TASK DIRECTIONS:
Go through the records below and restate each one word for word.

PROVIDED RECORDS:
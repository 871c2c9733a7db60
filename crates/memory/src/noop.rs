//! No-op store — disables memory entirely.

use async_trait::async_trait;

use taskweave_core::error::MemoryError;
use taskweave_core::memory::{MemoryStore, MessageFilter, ScopeKey, WorkingMemoryRecord};
use taskweave_core::message::Message;

/// A store that persists nothing. Appends succeed and are dropped; reads
/// are empty.
pub struct NoopStore;

#[async_trait]
impl MemoryStore for NoopStore {
    fn name(&self) -> &str {
        "none"
    }

    async fn append(
        &self,
        _conversation_id: &str,
        _messages: Vec<Message>,
    ) -> Result<(), MemoryError> {
        Ok(())
    }

    async fn messages(
        &self,
        _conversation_id: &str,
        _filter: &MessageFilter,
    ) -> Result<Vec<Message>, MemoryError> {
        Ok(Vec::new())
    }

    async fn working_memory(
        &self,
        _key: &ScopeKey,
    ) -> Result<Option<WorkingMemoryRecord>, MemoryError> {
        Ok(None)
    }

    async fn set_working_memory(
        &self,
        _key: &ScopeKey,
        _record: WorkingMemoryRecord,
    ) -> Result<(), MemoryError> {
        Ok(())
    }

    async fn clear_working_memory(&self, _key: &ScopeKey) -> Result<(), MemoryError> {
        Ok(())
    }
}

FINAL ANSWER:
repository 871c2c9733a7db60
filename crates/memory/src/noop.rs
//! No-op store — disables memory entirely.

use async_trait::async_trait;

use taskweave_core::error::MemoryError;
use taskweave_core::memory::{MemoryStore, MessageFilter, ScopeKey, WorkingMemoryRecord};
use taskweave_core::message::Message;

/// A store that persists nothing. Appends succeed and are dropped; reads
/// are empty.
pub struct NoopStore;

#[async_trait]
impl MemoryStore for NoopStore {
    fn name(&self) -> &str {
        "none"
    }

    async fn append(
        &self,
        _conversation_id: &str,
        _messages: Vec<Message>,
    ) -> Result<(), MemoryError> {
        Ok(())
    }

    async fn messages(
        &self,
        _conversation_id: &str,
        _filter: &MessageFilter,
    ) -> Result<Vec<Message>, MemoryError> {
        Ok(Vec::new())
    }

    async fn working_memory(
        &self,
        _key: &ScopeKey,
    ) -> Result<Option<WorkingMemoryRecord>, MemoryError> {
        Ok(None)
    }

    async fn set_working_memory(
        &self,
        _key: &ScopeKey,
        _record: WorkingMemoryRecord,
    ) -> Result<(), MemoryError> {
        Ok(())
    }

    async fn clear_working_memory(&self, _key: &ScopeKey) -> Result<(), MemoryError> {
        Ok(())
    }
}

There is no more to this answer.